Bruxelles, 14 mars 2011 (date de production du post)

Qu’est-ce que la courbe All-in EV? Sur les trackers, surtout Holdem Manager, il existe une courbe qui détermine l’équité que l’on a dans les situations à tapis. Elle permet aux joueurs qui ont perdu sur une ou plusieurs sessions,  de voir si le résultat négatif de ces sessions est en partie dû à la malchance. Dans le poker live, elle est évidemment difficile à calculer, mais j’ai intuitivement la conviction de me trouver bien en dessous en ce début de mois. Ce n’est pas grave, car tout joueur régulier se trouve parfois en-dessous, parfois au-dessus.
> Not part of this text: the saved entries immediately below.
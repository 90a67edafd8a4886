pub mod app;
pub mod app_state;
pub mod audio;
pub mod config;
pub mod console;
pub mod context;
pub mod features;
pub mod lifecycle;
pub mod quiz;
pub mod settings;
pub mod signal;
pub mod timer;
pub mod words;

pub use app::App;
pub use app_state::{AppState, AppStateManager};
pub use context::AppContext;
use log::{debug, info};

/// Mixer groups the app exposes a volume for.
#[derive(Debug, Clone, Copy, PartialEq, Eq, Hash)]
pub enum Channel {
    Sfx,
    Voice,
}

/// Short sounds the quiz asks for.
#[derive(Debug, Clone, Copy, PartialEq, Eq)]
pub enum Cue<'a> {
    Correct,
    Wrong,
    Hint(&'a str),
}

/// Anything that can play quiz feedback.
pub trait CuePlayer {
    fn play_cue(&mut self, cue: Cue<'_>);
}

/// The sound output the manager drives. Clips are asset paths.
pub trait AudioBackend {
    fn set_gain(&mut self, channel: Channel, decibels: f32);
    fn play(&mut self, channel: Channel, clip: &str);
    fn stop(&mut self, channel: Channel);
}

/// Backend for headless runs: every call becomes a log line.
#[derive(Debug, Default)]
pub struct LogBackend;

impl AudioBackend for LogBackend {
    fn set_gain(&mut self, channel: Channel, decibels: f32) {
        debug!("{:?} gain set to {:.1} dB", channel, decibels);
    }

    fn play(&mut self, channel: Channel, clip: &str) {
        info!("♪ [{:?}] {}", channel, clip);
    }

    fn stop(&mut self, channel: Channel) {
        debug!("{:?} stopped", channel);
    }
}

/// Quiz feedback clips. Either may be left unset.
#[derive(Debug, Clone, Default, PartialEq)]
pub struct FeedbackClips {
    pub correct: Option<String>,
    pub wrong: Option<String>,
}

/// Lowest slider value before log10 blows up.
const MIN_LINEAR: f32 = 0.0001;

/// Slider value (0..=1) to mixer attenuation (-80..=0 dB).
pub fn linear_to_decibels(linear: f32) -> f32 {
    linear.clamp(MIN_LINEAR, 1.0).log10() * 20.0
}

pub struct AudioManager {
    backend: Box<dyn AudioBackend>,
    feedback: FeedbackClips,
    sfx_level: f32,
    voice_level: f32,
}

impl AudioManager {
    pub fn new(backend: Box<dyn AudioBackend>, feedback: FeedbackClips) -> Self {
        Self {
            backend,
            feedback,
            sfx_level: 1.0,
            voice_level: 1.0,
        }
    }

    pub fn sfx_level(&self) -> f32 {
        self.sfx_level
    }

    pub fn voice_level(&self) -> f32 {
        self.voice_level
    }

    pub fn set_sfx_level(&mut self, level: f32) {
        self.sfx_level = level.clamp(0.0, 1.0);
        self.backend.set_gain(Channel::Sfx, linear_to_decibels(self.sfx_level));
    }

    pub fn set_voice_level(&mut self, level: f32) {
        self.voice_level = level.clamp(0.0, 1.0);
        self.backend.set_gain(Channel::Voice, linear_to_decibels(self.voice_level));
    }

    /// `interrupt` stops whatever the sfx channel is playing first.
    pub fn play_sfx(&mut self, clip: Option<&str>, interrupt: bool) {
        let Some(clip) = clip else {
            debug!("No sfx clip to play");
            return;
        };
        if interrupt {
            self.backend.stop(Channel::Sfx);
        }
        self.backend.play(Channel::Sfx, clip);
    }

    // A new voice line always cuts the previous one.
    pub fn play_voice(&mut self, clip: Option<&str>) {
        let Some(clip) = clip else {
            debug!("No voice clip to play");
            return;
        };
        self.backend.stop(Channel::Voice);
        self.backend.play(Channel::Voice, clip);
    }
}

impl CuePlayer for AudioManager {
    fn play_cue(&mut self, cue: Cue<'_>) {
        match cue {
            Cue::Correct => {
                let clip = self.feedback.correct.clone();
                self.play_sfx(clip.as_deref(), false);
            }
            Cue::Wrong => {
                let clip = self.feedback.wrong.clone();
                self.play_sfx(clip.as_deref(), false);
            }
            Cue::Hint(clip) => self.play_voice(Some(clip)),
        }
    }
}

#[cfg(test)]
pub(crate) mod testing {
    use super::*;
    use std::cell::RefCell;
    use std::rc::Rc;

    #[derive(Debug, Clone, PartialEq)]
    pub enum Call {
        Gain(Channel, f32),
        Play(Channel, String),
        Stop(Channel),
    }

    /// Backend that records calls into a shared log.
    #[derive(Debug, Clone, Default)]
    pub struct RecordingBackend {
        pub calls: Rc<RefCell<Vec<Call>>>,
    }

    impl RecordingBackend {
        pub fn played(&self) -> Vec<String> {
            self.calls
                .borrow()
                .iter()
                .filter_map(|c| match c {
                    Call::Play(_, clip) => Some(clip.clone()),
                    _ => None,
                })
                .collect()
        }
    }

    impl AudioBackend for RecordingBackend {
        fn set_gain(&mut self, channel: Channel, decibels: f32) {
            self.calls.borrow_mut().push(Call::Gain(channel, decibels));
        }

        fn play(&mut self, channel: Channel, clip: &str) {
            self.calls.borrow_mut().push(Call::Play(channel, clip.to_string()));
        }

        fn stop(&mut self, channel: Channel) {
            self.calls.borrow_mut().push(Call::Stop(channel));
        }
    }

    /// Cue player that only remembers what it was asked to play.
    #[derive(Debug, Default)]
    pub struct CueLog {
        pub cues: Vec<String>,
    }

    impl CuePlayer for CueLog {
        fn play_cue(&mut self, cue: Cue<'_>) {
            let name = match cue {
                Cue::Correct => "correct".to_string(),
                Cue::Wrong => "wrong".to_string(),
                Cue::Hint(clip) => format!("hint:{clip}"),
            };
            self.cues.push(name);
        }
    }
}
Logiquement, en l’infini, ou même sur un grand nombre de mains jouées, elle devrait correspondre à la réalité. J’accepte donc très bien de n’avoir pas eu de chance en ce début de mois. Je dis aussi par là avoir le sentiment d’avoir commis peu d’erreurs dans les coups importants, et variance omise, le bad beat ne me dérange pas. Bien sûr, la bankroll doit pouvoir assumer la variance. Voilà pourquoi les bad beat peuvent malgré tout être dérangeants.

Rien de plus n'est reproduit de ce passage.